_BRIEF_:
When you reach the line containing "pub trait CreateOp: Send", include it and stop; until then, return each line of the material exactly, starting with the first.

Top of INFORMATION SUPPLIED

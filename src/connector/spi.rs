//! Interfaces implemented by connector plugins.
//!
//! A connector declares its operations by returning `Some` from the matching
//! `as_*` accessor instead of inheriting from a capability-specific base.

use super::configuration::{Configuration, ConfigurationSchema};
use super::info::Capability;
use super::objects::{
    AttributeSet, ConnectorObject, Filter, ObjectClass, OperationOptions, Schema, Script,
    SearchResult, Uid,
};
use crate::error::ConnectorResult;
use crate::security::GuardedSecret;
use async_trait::async_trait;
use std::collections::BTreeSet;

#[async_trait]
pub trait Connector: Send + Sync {
    async fn init(&mut self, configuration: Configuration) -> ConnectorResult<()>;

    /// Releases sockets, sessions and handles. Must tolerate repeated calls.
    async fn dispose(&mut self);

    fn configuration(&self) -> Option<&Configuration>;

    fn as_create(&self) -> Option<&dyn CreateOp> {
        None
    }

    fn as_update(&self) -> Option<&dyn UpdateOp> {
        None
    }

    fn as_delete(&self) -> Option<&dyn DeleteOp> {
        None
    }

    fn as_search(&self) -> Option<&dyn SearchOp> {
        None
    }

    fn as_authenticate(&self) -> Option<&dyn AuthenticateOp> {
        None
    }

    fn as_schema(&self) -> Option<&dyn SchemaOp> {
        None
    }

    fn as_test(&self) -> Option<&dyn TestOp> {
        None
    }

    fn as_script(&self) -> Option<&dyn ScriptOnConnectorOp> {
        None
    }

    /// Connectors that can cheaply verify their connection are pooled.
    fn as_poolable(&self) -> Option<&dyn PoolableConnector> {
        None
    }
}

#[async_trait]
pub trait CreateOp: Send + Sync {
    async fn create(
        &self,
        object_class: &ObjectClass,
        attributes: AttributeSet,
        options: &OperationOptions,
    ) -> ConnectorResult<Uid>;
}

#[async_trait]
pub trait UpdateOp: Send + Sync {
    async fn update(
        &self,
        object_class: &ObjectClass,
        uid: &Uid,
        attributes: AttributeSet,
        options: &OperationOptions,
    ) -> ConnectorResult<Uid>;
}

#[async_trait]
pub trait DeleteOp: Send + Sync {
    async fn delete(
        &self,
        object_class: &ObjectClass,
        uid: &Uid,
        options: &OperationOptions,
    ) -> ConnectorResult<()>;
}

#[async_trait]
pub trait SearchOp: Send + Sync {
    /// Delivers matches to `handler` until it returns `false` or results run out.
    /// A connector must stop reading from the target and release cursors as soon
    /// as the handler declines.
    async fn search(
        &self,
        object_class: &ObjectClass,
        filter: Option<&Filter>,
        handler: &mut dyn ResultsHandler,
        options: &OperationOptions,
    ) -> ConnectorResult<SearchResult>;
}

#[async_trait]
pub trait AuthenticateOp: Send + Sync {
    async fn authenticate(
        &self,
        object_class: &ObjectClass,
        username: &str,
        password: &GuardedSecret,
        options: &OperationOptions,
    ) -> ConnectorResult<Uid>;
}

#[async_trait]
pub trait SchemaOp: Send + Sync {
    async fn schema(&self) -> ConnectorResult<Schema>;
}

#[async_trait]
pub trait TestOp: Send + Sync {
    async fn test(&self) -> ConnectorResult<()>;
}

#[async_trait]
pub trait ScriptOnConnectorOp: Send + Sync {
    async fn run_script_on_connector(
        &self,
        script: &Script,
        options: &OperationOptions,
    ) -> ConnectorResult<serde_json::Value>;
}

#[async_trait]
pub trait PoolableConnector: Send + Sync {
    async fn check_alive(&self) -> ConnectorResult<()>;
}

/// Receives search results one at a time. Returning `false` stops the search.
#[async_trait]
pub trait ResultsHandler: Send {
    async fn handle(&mut self, object: ConnectorObject) -> bool;
}

/// Creates connector instances for one connector class.
pub trait ConnectorFactory: Send + Sync {
    fn capabilities(&self) -> BTreeSet<Capability>;

    fn configuration_schema(&self) -> ConfigurationSchema;

    /// Connector-specific checks beyond the schema, run without an instance.
    fn validate(&self, _configuration: &Configuration) -> ConnectorResult<()> {
        Ok(())
    }

    fn create(&self) -> Box<dyn Connector>;
}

Bottom of INFORMATION SUPPLIED

_FINISHED TASK_:
filename src/connector/spi.rs
//! Interfaces implemented by connector plugins.
//!
//! A connector declares its operations by returning `Some` from the matching
//! `as_*` accessor instead of inheriting from a capability-specific base.

use super::configuration::{Configuration, ConfigurationSchema};
use super::info::Capability;
use super::objects::{
    AttributeSet, ConnectorObject, Filter, ObjectClass, OperationOptions, Schema, Script,
    SearchResult, Uid,
};
use crate::error::ConnectorResult;
use crate::security::GuardedSecret;
use async_trait::async_trait;
use std::collections::BTreeSet;

#[async_trait]
pub trait Connector: Send + Sync {
    async fn init(&mut self, configuration: Configuration) -> ConnectorResult<()>;

    /// Releases sockets, sessions and handles. Must tolerate repeated calls.
    async fn dispose(&mut self);

    fn configuration(&self) -> Option<&Configuration>;

    fn as_create(&self) -> Option<&dyn CreateOp> {
        None
    }

    fn as_update(&self) -> Option<&dyn UpdateOp> {
        None
    }

    fn as_delete(&self) -> Option<&dyn DeleteOp> {
        None
    }

    fn as_search(&self) -> Option<&dyn SearchOp> {
        None
    }

    fn as_authenticate(&self) -> Option<&dyn AuthenticateOp> {
        None
    }

    fn as_schema(&self) -> Option<&dyn SchemaOp> {
        None
    }

    fn as_test(&self) -> Option<&dyn TestOp> {
        None
    }

    fn as_script(&self) -> Option<&dyn ScriptOnConnectorOp> {
        None
    }

    /// Connectors that can cheaply verify their connection are pooled.
    fn as_poolable(&self) -> Option<&dyn PoolableConnector> {
        None
    }
}

#[async_trait]
pub trait CreateOp: Send + Sync {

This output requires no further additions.